French-bred Thoroughbred racehorse

Caracalla (also known as Caracalla II; 1942 - after 1955) was a French racehorse and sire. Unraced as a two-year-old and never competing at a distance shorter than 2,400 metres, he was undefeated in eight races in a racing career which lasted from the spring of 1945 until October 1946. Caracalla excelled over extended distances, winning the Grand Prix de Paris and the Prix Royal Oak in France and the Ascot Gold Cup in Britain. On his final appearance he proved himself capable of beating top class opposition at middle distances when he won the Prix de l'Arc de Triomphe. He was then retired to stud, where his record was disappointing.

==Background==
Named after the Roman emperor of the same name, Caracalla was an exceptionally good-looking bay horse with a narrow white blaze and white socks on his hind legs, bred by his owner Marcel Boussac at his Haras de Fresnay-le-Buffard in Neuvy-au-Houlme in Lower Normandy.

Caracalla's dam was the highly successful broodmare Astronomie, whose other progeny included Marsyas, Arbar, and Asmena. Caracalla's sire Tourbillon, also bred and raced by Boussac, won the Prix du Jockey Club in 1931 and became Leading sire in France on three occasions. Tourbillon's success as a breeding stallion was largely responsible for the survival of the Byerley Turk sire line. Because of the presence of certain American bloodlines in Tourbillon's pedigree, his offspring were considered "half-bred" (non-Thoroughbred) by the General Stud Book.

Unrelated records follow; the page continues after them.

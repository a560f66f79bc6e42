//! CPU-side mesh representations: the raw parse result and the two
//! GPU-ready output buffers built from it.

use std::ops::Range;

use bytemuck::{Pod, Zeroable};
use glam::{Vec2, Vec3};

/// One triangle corner as 1-based indices into the attribute arrays.
///
/// Field order is the sort key used for welding: position, then texture
/// coordinate, then normal. Index 0 is the sentinel (attribute absent).
#[derive(Clone, Copy, Debug, Default, PartialEq, Eq, PartialOrd, Ord, Hash)]
pub struct FaceCorner {
    pub position: u32,
    pub tex_coord: u32,
    pub normal: u32,
}

impl FaceCorner {
    pub const fn new(position: u32, tex_coord: u32, normal: u32) -> Self {
        Self {
            position,
            tex_coord,
            normal,
        }
    }
}

/// A named contiguous run of face corners started by a `g` directive.
#[derive(Clone, Debug, PartialEq, Eq)]
pub struct GroupInfo {
    pub name: String,
    /// Material active (`usemtl`) when the group's first face was read.
    pub material: Option<String>,
    pub start_offset: u32,
    pub count: u32,
}

impl GroupInfo {
    /// Corner range for a sub-draw (index range for indexed meshes).
    pub fn range(&self) -> Range<usize> {
        let start = self.start_offset as usize;
        start..start + self.count as usize
    }
}

/// Vertex with position/normal/uv. Values are in object space.
#[repr(C)]
#[derive(Clone, Copy, Debug, Default, PartialEq, Pod, Zeroable)]
pub struct MeshVertex {
    pub position: [f32; 3],
    pub normal: [f32; 3],
    pub uv: [f32; 2],
}

impl MeshVertex {
    pub fn new(position: [f32; 3], normal: [f32; 3], uv: [f32; 2]) -> Self {
        Self {
            position,
            normal,
            uv,
        }
    }
}

/// Flat attribute arrays and triangulated corners, as parsed from an OBJ file.
///
/// # Sentinel
/// Every attribute array holds a zero-valued element at index 0, so the
/// 1-based OBJ indices stored in [`FaceCorner`] index the arrays directly and
/// an omitted texture coordinate or normal (index 0) resolves to zero. The
/// parser only stores indices that refer to defined attributes, which makes
/// [`RawMesh::resolve`] infallible.
#[derive(Clone, Debug, PartialEq)]
pub struct RawMesh {
    positions: Vec<Vec3>,
    normals: Vec<Vec3>,
    tex_coords: Vec<Vec2>,
    corners: Vec<FaceCorner>,
    groups: Vec<GroupInfo>,
    material_libraries: Vec<String>,
}

impl Default for RawMesh {
    fn default() -> Self {
        Self::new()
    }
}

impl RawMesh {
    pub fn new() -> Self {
        Self {
            positions: vec![Vec3::ZERO],
            normals: vec![Vec3::ZERO],
            tex_coords: vec![Vec2::ZERO],
            corners: Vec::new(),
            groups: Vec::new(),
            material_libraries: Vec::new(),
        }
    }

    /// Resolve a corner against the attribute arrays.
    #[inline]
    pub fn resolve(&self, corner: FaceCorner) -> MeshVertex {
        MeshVertex {
            position: self.positions[corner.position as usize].to_array(),
            normal: self.normals[corner.normal as usize].to_array(),
            uv: self.tex_coords[corner.tex_coord as usize].to_array(),
        }
    }

    /// Number of `v` directives read (sentinel excluded).
    pub fn position_count(&self) -> usize {
        self.positions.len() - 1
    }

    /// Number of `vn` directives read (sentinel excluded).
    pub fn normal_count(&self) -> usize {
        self.normals.len() - 1
    }

    /// Number of `vt` directives read (sentinel excluded).
    pub fn tex_coord_count(&self) -> usize {
        self.tex_coords.len() - 1
    }

    pub fn corners(&self) -> &[FaceCorner] {
        &self.corners
    }

    pub fn groups(&self) -> &[GroupInfo] {
        &self.groups
    }

    /// Material library file names referenced by `mtllib`.
    pub fn material_libraries(&self) -> &[String] {
        &self.material_libraries
    }

    pub(crate) fn push_position(&mut self, p: Vec3) {
        self.positions.push(p);
    }

    pub(crate) fn push_normal(&mut self, n: Vec3) {
        self.normals.push(n);
    }

    pub(crate) fn push_tex_coord(&mut self, t: Vec2) {
        self.tex_coords.push(t);
    }

    pub(crate) fn push_corner(&mut self, corner: FaceCorner) {
        self.corners.push(corner);
    }

    pub(crate) fn push_material_library(&mut self, name: String) {
        self.material_libraries.push(name);
    }

    pub(crate) fn set_groups(&mut self, groups: Vec<GroupInfo>) {
        self.groups = groups;
    }

    /// Split off the descriptive parts so output buffers can take ownership.
    pub(crate) fn take_metadata(&mut self) -> (Vec<GroupInfo>, Vec<String>) {
        (
            std::mem::take(&mut self.groups),
            std::mem::take(&mut self.material_libraries),
        )
    }
}

/// Unindexed triangle list: one vertex per face corner.
#[derive(Clone, Debug, Default, PartialEq)]
pub struct SplitMesh {
    pub vertices: Vec<MeshVertex>,
    pub groups: Vec<GroupInfo>,
    pub material_libraries: Vec<String>,
}

impl SplitMesh {
    /// Vertex buffer as raw bytes for upload.
    pub fn vertex_bytes(&self) -> &[u8] {
        bytemuck::cast_slice(&self.vertices)
    }
}

/// Indexed triangle mesh with tightly-packed unique vertices.
#[derive(Clone, Debug, Default, PartialEq)]
pub struct IndexedMesh {
    pub vertices: Vec<MeshVertex>,
    pub indices: Vec<u32>,
    pub groups: Vec<GroupInfo>,
    pub material_libraries: Vec<String>,
}

impl IndexedMesh {
    /// Returns `true` if both vertex and index buffers are non-empty.
    pub fn is_valid(&self) -> bool {
        !self.vertices.is_empty() && !self.indices.is_empty()
    }

    /// Vertex buffer as raw bytes, ready for upload.
    pub fn vertex_bytes(&self) -> &[u8] {
        bytemuck::cast_slice(&self.vertices)
    }

    /// Index buffer as raw bytes (`u32` per index).
    pub fn index_bytes(&self) -> &[u8] {
        bytemuck::cast_slice(&self.indices)
    }
}
//! Generation of the C++ dataset header and source
//!
//! Texts are embedded as `R"X(...)X"` raw string literals, so quotes and backslashes in the
//! assets don't need escaping. The flip side is that a text containing the terminator `)X"`
//! breaks the generated code. That case is reported, but the output is written as is.

use crate::{config::PackerConfig, scene::SceneEntry};
use scenegen_utils::{ok, AnyResult, AnyhowResultExt};
use std::{
    fs::File,
    io::{BufWriter, Write},
    path::{Path, PathBuf},
};

pub const RAW_STRING_OPEN: &str = "R\"X(";
pub const RAW_STRING_CLOSE: &str = ")X\"";

/// Record type shared by every dataset header.
pub const HEADER_PROLOGUE: &str = "#pragma once

struct dataset {
    const char *name;
    const char *scene;
    const char *obj;
    const char *mtl;
};
";

pub const SIZE_DEFINE: &str = "#define DATASETS_SIZE";
pub const ARRAY_OPEN: &str = "const dataset datasets[] = {\n";
pub const ARRAY_CLOSE: &str = "};\n";

/// Full contents of the header for a dataset of `count` entries.
///
/// ```
/// let header = scenegen::emit::header_text(3);
/// assert!(header.starts_with("#pragma once\n"));
/// assert!(header.ends_with("#define DATASETS_SIZE 3\nextern const dataset datasets[];\n"));
/// ```
pub fn header_text(count: usize) -> String {
    format!("{HEADER_PROLOGUE}{SIZE_DEFINE} {count}\nextern const dataset datasets[];\n")
}

/// Beginning of the source file, up to and including the array opening.
pub fn source_prologue(header_name: &str) -> String {
    format!("#include \"{header_name}\"\n{ARRAY_OPEN}")
}

/// A single array initializer. Entries are concatenated without separators.
pub fn entry_text(entry: &SceneEntry) -> String {
    format!(
        "{{.name = \"{}\", .scene = {},.obj = {},.mtl = {}}},",
        entry.name,
        raw_literal(&entry.scene_text),
        raw_literal(&entry.obj_text),
        raw_literal(&entry.mtl_text),
    )
}

fn raw_literal(text: &str) -> String {
    format!("{RAW_STRING_OPEN}{text}{RAW_STRING_CLOSE}")
}

/// Names the fields of `entry` that would terminate their raw string literal early.
pub fn delimiter_collisions(entry: &SceneEntry) -> Vec<&'static str> {
    [
        ("scene", &entry.scene_text),
        ("obj", &entry.obj_text),
        ("mtl", &entry.mtl_text),
    ]
    .into_iter()
    .filter(|(_, text)| text.contains(RAW_STRING_CLOSE))
    .map(|(field, _)| field)
    .collect()
}

/// Streams a dataset to disk.
///
/// The header is written out completely on creation, while entries of the source file are
/// appended one at a time. If the caller bails out midway, the source is left incomplete.
pub struct DatasetWriter {
    source: BufWriter<File>,
    source_path: PathBuf,
    expected: usize,
    written: usize,
}

impl DatasetWriter {
    pub fn create(config: &PackerConfig, count: usize) -> AnyResult<Self> {
        let header_path = config.header_path();
        let mut header = create_output(&header_path)?;
        header
            .write_all(header_text(count).as_bytes())
            .and_then(|_| header.flush())
            .otherwise_with(|| format!("couldn't write {}", header_path.display()))?;

        let source_path = config.source_path();
        let mut source = create_output(&source_path)?;
        source
            .write_all(source_prologue(&config.header_name).as_bytes())
            .otherwise_with(|| format!("couldn't write {}", source_path.display()))?;

        Ok(Self {
            source,
            source_path,
            expected: count,
            written: 0,
        })
    }

    pub fn write_entry(&mut self, entry: &SceneEntry) -> AnyResult {
        let collisions = delimiter_collisions(entry);
        if !collisions.is_empty() {
            log::warn!(
                "{}: {} contain `{RAW_STRING_CLOSE}`, the generated literal will be malformed",
                entry.name,
                collisions.join(", ")
            );
        }

        self.source
            .write_all(entry_text(entry).as_bytes())
            .otherwise_with(|| format!("couldn't write {}", self.source_path.display()))?;
        self.written += 1;
        ok()
    }

    pub fn entries_written(&self) -> usize {
        self.written
    }

    pub fn finish(mut self) -> AnyResult {
        if self.written != self.expected {
            log::warn!(
                "Header declares {} entries, but {} were written",
                self.expected,
                self.written
            );
        }

        self.source
            .write_all(ARRAY_CLOSE.as_bytes())
            .and_then(|_| self.source.flush())
            .otherwise_with(|| format!("couldn't write {}", self.source_path.display()))
    }
}

fn create_output(path: &Path) -> AnyResult<BufWriter<File>> {
    let file = File::options()
        .create(true)
        .write(true)
        .truncate(true)
        .open(path)
        .otherwise_with(|| format!("couldn't create {}", path.display()))?;
    Ok(BufWriter::new(file))
}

Caracalla raced in the Boussac colours of "orange, grey cap" and was trained by the former jockey Charles Semblat. According to Phil Bull, the colt demonstrated a high knee action, a low head carriage, and "an exceptionally long and powerful stride".

==Racing career==

===1945: three-year-old season===
Caracalla did not race as a two-year-old and began his racing career in the spring of 1945 with wins in the Prix Bay Middleton and the Prix Reiset. On 9 July he contested France's most valuable and prestigious race for three-year-olds, the Grand Prix de Paris over 3000 metres at the recently re-opened Longchamp Racecourse. Caracalla started the 16/10 favourite and won by one and a half lengths from Chanteur.

The colt did not appear again on the racecourse until the autumn. He would have been a leading contender for the Prix de l'Arc de Triomphe over 2,400 metres, but Boussac preferred to rely on the 1944 winner Ardan, who finished second to Nikellora, with Chanteur beaten less than a length in third. Caracalla was instead aimed at the Prix Royal Oak at the same course over 3000 metres. He completed an unbeaten season by winning from Basileus and Chanteur.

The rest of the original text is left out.